WHAT THE TASK REQUIRES: Leave every entry as it is and write the data out in full.

[Start of Attachment]

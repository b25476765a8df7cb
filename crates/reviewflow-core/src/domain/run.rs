use crate::domain::context::{ExecutionContext, StepDelta};
use crate::WorkflowError;
use chrono::{DateTime, Utc};
use serde::{Deserialize, Serialize};
use uuid::Uuid;

/// Run status.
#[derive(Debug, Clone, Copy, PartialEq, Eq, Serialize, Deserialize)]
pub enum RunStatus {
    /// Run is initializing
    Created,

    /// Run is currently executing steps
    Running,

    /// Run reached the terminal success state
    Completed,

    /// Run failed on an unrecovered step failure
    Failed,
}

/// Value object: Run ID
#[derive(Debug, Clone, PartialEq, Eq, Hash, Serialize, Deserialize)]
pub struct RunId(pub String);

/// Aggregate: one in-flight workflow execution.
///
/// Owns the [`ExecutionContext`] for its lifetime. Nothing about the run
/// itself is persisted; only the record the persistence step writes
/// survives the run.
#[derive(Debug, Clone, Serialize, Deserialize)]
pub struct WorkflowRun {
    /// Unique identifier
    pub id: RunId,

    /// Name of the workflow definition being executed
    pub workflow: String,

    /// Current status
    pub status: RunStatus,

    /// Data threaded between steps
    pub context: ExecutionContext,

    /// Node ids of completed steps, in execution order
    pub completed_steps: Vec<String>,

    /// Error message if the run failed
    pub error: Option<String>,

    /// Creation timestamp
    pub created_at: DateTime<Utc>,

    /// Last updated timestamp
    pub updated_at: DateTime<Utc>,
}

impl WorkflowRun {
    /// Create a new run over the given seeded context.
    pub fn new(workflow: &str, context: ExecutionContext) -> Self {
        let now = Utc::now();
        Self {
            id: RunId(Uuid::new_v4().to_string()),
            workflow: workflow.to_string(),
            status: RunStatus::Created,
            context,
            completed_steps: Vec::new(),
            error: None,
            created_at: now,
            updated_at: now,
        }
    }

    /// Begin executing steps.
    pub fn start(&mut self) -> Result<(), WorkflowError> {
        if self.status != RunStatus::Created {
            return Err(WorkflowError::RunState(format!(
                "cannot start run in state {:?}",
                self.status
            )));
        }

        self.status = RunStatus::Running;
        self.touch();
        Ok(())
    }

    /// Record a completed step, merging its delta into the context.
    pub fn complete_step(&mut self, step_id: &str, delta: StepDelta) -> Result<(), WorkflowError> {
        if self.status != RunStatus::Running {
            return Err(WorkflowError::RunState(format!(
                "cannot complete step while run is in state {:?}",
                self.status
            )));
        }

        self.context.merge(step_id, delta)?;
        self.completed_steps.push(step_id.to_string());
        self.touch();
        Ok(())
    }

    /// Transition to the terminal success state.
    pub fn complete(&mut self) -> Result<(), WorkflowError> {
        if self.status != RunStatus::Running {
            return Err(WorkflowError::RunState(format!(
                "cannot complete run in state {:?}",
                self.status
            )));
        }

        self.status = RunStatus::Completed;
        self.touch();
        Ok(())
    }

    /// Transition to the terminal failure state.
    pub fn fail(&mut self, error: String) -> Result<(), WorkflowError> {
        if self.status == RunStatus::Completed || self.status == RunStatus::Failed {
            return Err(WorkflowError::RunState(format!(
                "cannot fail run in state {:?}",
                self.status
            )));
        }

        self.status = RunStatus::Failed;
        self.error = Some(error);
        self.touch();
        Ok(())
    }

    fn touch(&mut self) {
        self.updated_at = Utc::now();
    }
}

[End of Attachment]

WRITTEN ANSWER:
repository b25476765a8df7cb
filename crates/reviewflow-core/src/domain/run.rs
use crate::domain::context::{ExecutionContext, StepDelta};
use crate::WorkflowError;
use chrono::{DateTime, Utc};
use serde::{Deserialize, Serialize};
use uuid::Uuid;

/// Run status.
#[derive(Debug, Clone, Copy, PartialEq, Eq, Serialize, Deserialize)]
pub enum RunStatus {
    /// Run is initializing
    Created,

    /// Run is currently executing steps
    Running,

    /// Run reached the terminal success state
    Completed,

    /// Run failed on an unrecovered step failure
    Failed,
}

/// Value object: Run ID
#[derive(Debug, Clone, PartialEq, Eq, Hash, Serialize, Deserialize)]
pub struct RunId(pub String);

/// Aggregate: one in-flight workflow execution.
///
/// Owns the [`ExecutionContext`] for its lifetime. Nothing about the run
/// itself is persisted; only the record the persistence step writes
/// survives the run.
#[derive(Debug, Clone, Serialize, Deserialize)]
pub struct WorkflowRun {
    /// Unique identifier
    pub id: RunId,

    /// Name of the workflow definition being executed
    pub workflow: String,

    /// Current status
    pub status: RunStatus,

    /// Data threaded between steps
    pub context: ExecutionContext,

    /// Node ids of completed steps, in execution order
    pub completed_steps: Vec<String>,

    /// Error message if the run failed
    pub error: Option<String>,

    /// Creation timestamp
    pub created_at: DateTime<Utc>,

    /// Last updated timestamp
    pub updated_at: DateTime<Utc>,
}

impl WorkflowRun {
    /// Create a new run over the given seeded context.
    pub fn new(workflow: &str, context: ExecutionContext) -> Self {
        let now = Utc::now();
        Self {
            id: RunId(Uuid::new_v4().to_string()),
            workflow: workflow.to_string(),
            status: RunStatus::Created,
            context,
            completed_steps: Vec::new(),
            error: None,
            created_at: now,
            updated_at: now,
        }
    }

    /// Begin executing steps.
    pub fn start(&mut self) -> Result<(), WorkflowError> {
        if self.status != RunStatus::Created {
            return Err(WorkflowError::RunState(format!(
                "cannot start run in state {:?}",
                self.status
            )));
        }

        self.status = RunStatus::Running;
        self.touch();
        Ok(())
    }

    /// Record a completed step, merging its delta into the context.
    pub fn complete_step(&mut self, step_id: &str, delta: StepDelta) -> Result<(), WorkflowError> {
        if self.status != RunStatus::Running {
            return Err(WorkflowError::RunState(format!(
                "cannot complete step while run is in state {:?}",
                self.status
            )));
        }

        self.context.merge(step_id, delta)?;
        self.completed_steps.push(step_id.to_string());
        self.touch();
        Ok(())
    }

    /// Transition to the terminal success state.
    pub fn complete(&mut self) -> Result<(), WorkflowError> {
        if self.status != RunStatus::Running {
            return Err(WorkflowError::RunState(format!(
                "cannot complete run in state {:?}",
                self.status
            )));
        }

        self.status = RunStatus::Completed;
        self.touch();
        Ok(())
    }

    /// Transition to the terminal failure state.
    pub fn fail(&mut self, error: String) -> Result<(), WorkflowError> {
        if self.status == RunStatus::Completed || self.status == RunStatus::Failed {
            return Err(WorkflowError::RunState(format!(
                "cannot fail run in state {:?}",
                self.status
            )));
        }

        self.status = RunStatus::Failed;
        self.error = Some(error);
        self.touch();
        Ok(())
    }

    fn touch(&mut self) {
        self.updated_at = Utc::now();
    }
}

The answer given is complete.